Rocker Arm Thread Damage
This comes up so frequently that I would like to explain 2 easy fixes that exist for this situation. We have encountered so many people who try to fix these stripped bolt holes themselves and wind up not solving the problem. It is our experience that this usually is inexperience or bad advice on the best way to fix it.
First thing is there are 2 different bolt sizes, 8MM (usually on passenger cars) and 10MM (usually on trucks and SUV’s). The 8MM torque is specification: 89 in/lbs plus 30 degrees. The 10MM specification is 24 ft/lbs. Since the 8MM and the 10MM are interchangable same year, you could get either one.
Below is a picture of a cylinder head a customer brought to our shop after he had tried to install over the weekend. In his haste to get the cylinder head installed he wound stripping 2 threads. After unsuccessfully trying to repairing one of them, he didn’t even attempt to repair the other head. This image below is the one he attempted to repair. The hole was drilled too big for a Time-Sert (or Heli-coil).
The most common method of thread repair is a Heli-Coil (coiled insert). In most instances a Heli-Coli does a satisfactory job. However, we have seen too many fail later. For this application we prefer a solid insert such as these shown below:
The Pioneer insert on the left, the Time-Sert on the right.
As you can see, these are solid inserts versus “coiled” like Heli-Coil. The one on the left is for the oversized repair, one on the right for standard pulled threads. Either of them will work well and the first is probably easier for an individual to get the materials (and cheaper too).
The first repair is using a Time-Sert kit part# 1812 with part# 18129 insert. The reason we like the Time-Sert repair is the method used to lock the insert in place (we’ve never had a failure). The bad news, the kit is around $70 (as of this writing). We buy ours from:
The only “trick” to using this method is to run the counter bore tool deep enough so the shoulder of the insert will be just below the slot for the rocker stand as it is in the previous repair.
Now for the instructions: I’m going to cheat; here is a link Time-Sert‘s website. Scroll down and find the videos: (1) Standard Bolt Repair Demonstration and (2) Standard Bolt Repair Close Up. We also recommend Loctite 263 (red) with this repair.

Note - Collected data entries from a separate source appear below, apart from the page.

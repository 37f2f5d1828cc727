use std::fmt;

/// The response contains no array-open delimiter at all.
#[derive(Debug, Clone, PartialEq, Eq)]
pub enum ExtractError {
    NoArrayDelimiter,
}

impl fmt::Display for ExtractError {
    fn fmt(&self, f: &mut fmt::Formatter) -> fmt::Result {
        match self {
            ExtractError::NoArrayDelimiter => {
                write!(f, "response contains no '[' array delimiter")
            }
        }
    }
}

impl std::error::Error for ExtractError {}

/// Extracts the first complete `[...]` array embedded in `text`.
///
/// Scans from the first `[`, tracking nesting depth outside of string
/// literals. A quote toggles string context unless escaped; a backslash
/// consumes exactly one following character, so `\\` does not start a new
/// escape. When the depth returns to zero the array substring (delimiters
/// inclusive) is returned.
///
/// If the scan exhausts the text before the array closes, the substring from
/// the open delimiter to end-of-text is returned as a best-effort fallback —
/// the strict parser downstream reports the format error instead.
pub fn extract_array(text: &str) -> Result<&str, ExtractError> {
    let start = text.find('[').ok_or(ExtractError::NoArrayDelimiter)?;

    let mut depth = 0usize;
    let mut in_string = false;
    let mut escaped = false;

    for (offset, ch) in text[start..].char_indices() {
        if escaped {
            escaped = false;
            continue;
        }
        match ch {
            '\\' => escaped = true,
            '"' => in_string = !in_string,
            '[' if !in_string => depth += 1,
            ']' if !in_string => {
                depth -= 1;
                if depth == 0 {
                    return Ok(&text[start..start + offset + 1]);
                }
            }
            _ => {}
        }
    }

    Ok(&text[start..])
}
//! Batch persistence: writes generated file records under an output root.
//!
//! Writes happen in record order and abort on the first failure; files
//! already written stay on disk (no rollback).

use crate::data::FileRecord;
use serde::Serialize;
use std::fmt;
use std::fs;
use std::path::{Component, Path, PathBuf};

/// A write failure is fatal for the batch and names the offending path.
#[derive(Debug, Clone, PartialEq, Eq)]
pub enum WriteError {
    UnsafePath(String),
    Io { path: String, detail: String },
}

impl fmt::Display for WriteError {
    fn fmt(&self, f: &mut fmt::Formatter) -> fmt::Result {
        match self {
            WriteError::UnsafePath(path) => {
                write!(f, "refusing to write outside the output root: '{}'", path)
            }
            WriteError::Io { path, detail } => {
                write!(f, "failed to write '{}': {}", path, detail)
            }
        }
    }
}

impl std::error::Error for WriteError {}

/// One successfully written file, echoed back in the success payload.
#[derive(Debug, Clone, PartialEq, Eq, Serialize)]
pub struct WrittenFile {
    pub path: String,
    pub size_bytes: usize,
}

/// Writes every record under `root`, creating parent directories and
/// overwriting existing files. Binary payloads are written as raw bytes,
/// text payloads as UTF-8.
pub fn write_batch(root: &Path, records: &[FileRecord]) -> Result<Vec<WrittenFile>, WriteError> {
    let mut written = Vec::with_capacity(records.len());

    for record in records {
        let relative = safe_relative_path(&record.path)?;
        let target = root.join(relative);

        if let Some(parent) = target.parent() {
            fs::create_dir_all(parent).map_err(|e| WriteError::Io {
                path: record.path.clone(),
                detail: e.to_string(),
            })?;
        }

        let size_bytes = match &record.content_binary {
            Some(bytes) => {
                fs::write(&target, bytes).map_err(|e| WriteError::Io {
                    path: record.path.clone(),
                    detail: e.to_string(),
                })?;
                bytes.len()
            }
            None => {
                let text = record.content.as_deref().unwrap_or_default();
                fs::write(&target, text.as_bytes()).map_err(|e| WriteError::Io {
                    path: record.path.clone(),
                    detail: e.to_string(),
                })?;
                text.len()
            }
        };

        written.push(WrittenFile {
            path: record.path.clone(),
            size_bytes,
        });
    }

    Ok(written)
}

/// Model output is untrusted: absolute paths, drive prefixes, backslashes
/// and `..` segments must not escape the output root.
fn safe_relative_path(path: &str) -> Result<PathBuf, WriteError> {
    if path.contains('\\') || path.contains(':') {
        return Err(WriteError::UnsafePath(path.to_string()));
    }

    let candidate = Path::new(path);
    if candidate.is_absolute() {
        return Err(WriteError::UnsafePath(path.to_string()));
    }
    for component in candidate.components() {
        match component {
            Component::Normal(_) | Component::CurDir => {}
            _ => return Err(WriteError::UnsafePath(path.to_string())),
        }
    }

    Ok(candidate.to_path_buf())
}

#[cfg(test)]
mod tests {
    use super::*;

    fn test_root(name: &str) -> PathBuf {
        let root = std::env::temp_dir().join(format!("plugforge_{}_{}", name, std::process::id()));
        let _ = fs::remove_dir_all(&root);
        root
    }

    #[test]
    fn writes_text_records_under_nested_directories() {
        let root = test_root("text");
        let records = vec![FileRecord::text("a/b.txt", "hi")];

        let written = write_batch(&root, &records).unwrap();

        assert_eq!(
            written,
            vec![WrittenFile {
                path: "a/b.txt".to_string(),
                size_bytes: 2,
            }]
        );
        assert_eq!(fs::read_to_string(root.join("a/b.txt")).unwrap(), "hi");

        let _ = fs::remove_dir_all(&root);
    }

    #[test]
    fn writes_binary_records_as_raw_bytes() {
        let root = test_root("binary");
        let mut record = FileRecord::text("icons/icon.png", "");
        record.content = None;
        record.content_binary = Some(vec![0, 1, 2, 3]);

        let written = write_batch(&root, &[record]).unwrap();

        assert_eq!(written[0].size_bytes, 4);
        assert_eq!(fs::read(root.join("icons/icon.png")).unwrap(), vec![0, 1, 2, 3]);

        let _ = fs::remove_dir_all(&root);
    }

    #[test]
    fn overwrites_existing_files() {
        let root = test_root("overwrite");
        fs::create_dir_all(&root).unwrap();
        fs::write(root.join("pom.xml"), "old").unwrap();

        write_batch(&root, &[FileRecord::text("pom.xml", "new")]).unwrap();

        assert_eq!(fs::read_to_string(root.join("pom.xml")).unwrap(), "new");

        let _ = fs::remove_dir_all(&root);
    }

    #[test]
    fn rejects_parent_dir_segments() {
        let root = test_root("traversal");
        let records = vec![FileRecord::text("../escape.txt", "x")];

        assert_eq!(
            write_batch(&root, &records),
            Err(WriteError::UnsafePath("../escape.txt".to_string()))
        );
    }

    #[test]
    fn rejects_absolute_and_windows_style_paths() {
        assert!(safe_relative_path("/etc/passwd").is_err());
        assert!(safe_relative_path("C:\\plugin\\a.txt").is_err());
        assert!(safe_relative_path("a\\b.txt").is_err());
        assert!(safe_relative_path("GENERATED_PLUGIN/pom.xml").is_ok());
    }

    #[test]
    fn aborts_on_first_failure_and_keeps_earlier_files() {
        let root = test_root("abort");
        let records = vec![
            FileRecord::text("first.txt", "ok"),
            FileRecord::text("../bad.txt", "nope"),
            FileRecord::text("third.txt", "never"),
        ];

        let result = write_batch(&root, &records);

        assert_eq!(
            result,
            Err(WriteError::UnsafePath("../bad.txt".to_string()))
        );
        assert!(root.join("first.txt").exists());
        assert!(!root.join("third.txt").exists());

        let _ = fs::remove_dir_all(&root);
    }
}
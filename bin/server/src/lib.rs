pub mod echo;
mod logger;

use std::sync::Arc;

use graphql_handler::{Config, Handler, HandlerError};
use graphql_handler_config::{load_config, HandlerConfig};
use ntex::web::{self, Responder};
use tracing::info;

use crate::{echo::EchoExecutor, logger::configure_logging};

pub use graphql_handler;

pub async fn health_check_handler() -> impl Responder {
    web::HttpResponse::Ok()
}

pub async fn server_entrypoint() -> Result<(), Box<dyn std::error::Error>> {
    let config_path = std::env::var("GRAPHQL_HANDLER_CONFIG_FILE_PATH").ok();
    let handler_config = load_config(config_path)?;
    configure_logging(&handler_config.log);
    info!("graphql-handler@{} starting...", env!("CARGO_PKG_VERSION"));

    let addr = handler_config.http.address();
    let graphql_endpoint = handler_config.http.graphql_endpoint.clone();
    let handler = Arc::new(build_handler(&handler_config)?);

    info!("serving GraphQL on {}{}", addr, graphql_endpoint);

    web::HttpServer::new(async move || {
        let graphql_endpoint = graphql_endpoint.clone();
        web::App::new()
            .state(handler.clone())
            .configure(move |service_config| {
                configure_ntex_app(service_config, &graphql_endpoint);
            })
    })
    .bind(addr)?
    .run()
    .await?;

    info!("server stopped");

    Ok(())
}

pub fn build_handler(
    handler_config: &HandlerConfig,
) -> Result<Handler<EchoExecutor>, HandlerError> {
    Handler::try_new(Config {
        executor: Some(Arc::new(EchoExecutor)),
        context: (),
        pretty: handler_config.response.pretty,
        strict_errors: handler_config.response.strict_errors,
        max_request_body_size: handler_config.http.max_request_body_size,
    })
}

pub fn configure_ntex_app(service_config: &mut web::ServiceConfig, graphql_endpoint: &str) {
    graphql_handler::configure_ntex_app::<EchoExecutor>(service_config, graphql_endpoint);
    service_config.route("/health", web::to(health_check_handler));
}

#[cfg(test)]
mod tests {
    use std::sync::Arc;

    use graphql_handler_config::parse_yaml_config;
    use ntex::web::{self, test};
    use serde_json::json;

    use super::{build_handler, configure_ntex_app};

    async fn call(config_yaml: &str, req: test::TestRequest) -> (u16, serde_json::Value) {
        let handler_config = parse_yaml_config(config_yaml.to_string()).unwrap();
        let graphql_endpoint = handler_config.http.graphql_endpoint.clone();
        let handler = Arc::new(build_handler(&handler_config).unwrap());

        let app = test::init_service(
            web::App::new()
                .state(handler)
                .configure(|service_config| configure_ntex_app(service_config, &graphql_endpoint)),
        )
        .await;

        let resp = test::call_service(&app, req.to_request()).await;
        let status = resp.status().as_u16();
        let body = test::read_body(resp).await;

        (status, serde_json::from_slice(&body).unwrap())
    }

    #[ntex::test]
    async fn health_check() {
        let handler = Arc::new(build_handler(&Default::default()).unwrap());
        let app = test::init_service(
            web::App::new()
                .state(handler)
                .configure(|service_config| configure_ntex_app(service_config, "/graphql")),
        )
        .await;

        let req = test::TestRequest::with_uri("/health").to_request();
        let resp = test::call_service(&app, req).await;
        assert_eq!(resp.status().as_u16(), 200);
    }

    #[ntex::test]
    async fn echoes_form_requests_on_custom_endpoint() {
        let (status, body) = call(
            r#"
            http:
                graphql_endpoint: /custom
            "#,
            test::TestRequest::post()
                .uri("/custom")
                .header("content-type", "application/x-www-form-urlencoded")
                .set_payload("query=hello&operationName=Op&variables=%7B%22id%22%3A%224%22%7D"),
        )
        .await;

        assert_eq!(status, 200);
        assert_eq!(
            body,
            json!({
                "data": {
                    "query": "hello",
                    "variables": { "id": "4" },
                    "operationName": "Op"
                }
            })
        );
    }

    #[ntex::test]
    async fn missing_query_is_reported_in_the_payload() {
        let (status, body) = call(
            "",
            test::TestRequest::post()
                .uri("/graphql")
                .header("content-type", "application/json")
                .set_payload("{ not json"),
        )
        .await;

        assert_eq!(status, 200);
        assert_eq!(
            body,
            json!({
                "data": null,
                "errors": [{ "message": "Must provide an operation." }]
            })
        );
    }

    #[ntex::test]
    async fn missing_query_with_strict_errors() {
        let (status, body) = call(
            r#"
            response:
                strict_errors: true
            "#,
            test::TestRequest::with_uri("/graphql"),
        )
        .await;

        assert_eq!(status, 500);
        assert_eq!(
            body,
            json!({ "errors": [{ "message": "Must provide an operation." }] })
        );
    }
}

How to install the larger (Pioneer) inserts
- The Pioneer Inc., Automotive Products insert part# is EL-41. Unfortunately they are normally sold in boxes of 10. If you can’t find a single insert, call us.
- 27/64″ (.4219″) drill bit
- 1/2″X13 tap.
Using the 27/64″ drill, drill the rocker bolt tower 7/8” deep from the tip of the drill bit. To be sure to get the right depth, put a piece of tape on the drill at 7/8″ from the tip as shown below.
Tap and thread the hole using a tapping lubricant or equivalent. Clean the threaded hole with Brake Kleen or equivalent. The EL-41 insert has some kind of thread lock compound on it from the factory. I suggest you remove that, clean the insert and apply a small amount Loctite 263 (Red) or equivalent to the insert as well as the top threads of the hole. Screw the insert until it is just below the bottom of the slot the rocker arm pivot fits in the slot pictured below. View from the top is the second picture.
Below is the picture of the second failure, the threads were simply stripped out and no one had attempted any repair.
Hopefully I have helped someone out with this article, call if we can help in any way.
12.25.14. Just did a rocker arm thread repair with a coworker, on his daughters Chevy Impala 3.4L. The TimeSert repair insert is the biz! He’s a machinist & he really liked them!
Repaired one by drilling the rocker hole and stand out to 27/64. Then tapped the head for a 3/8-16 thread. Used a 3/8 nut drilled out to 27/64 as a spacer above the rocker arm. (3/8-16 socket size just fits between the rocker arm flats. Used 3/8 bolt long enough for included spacer nut. Worked perfectly.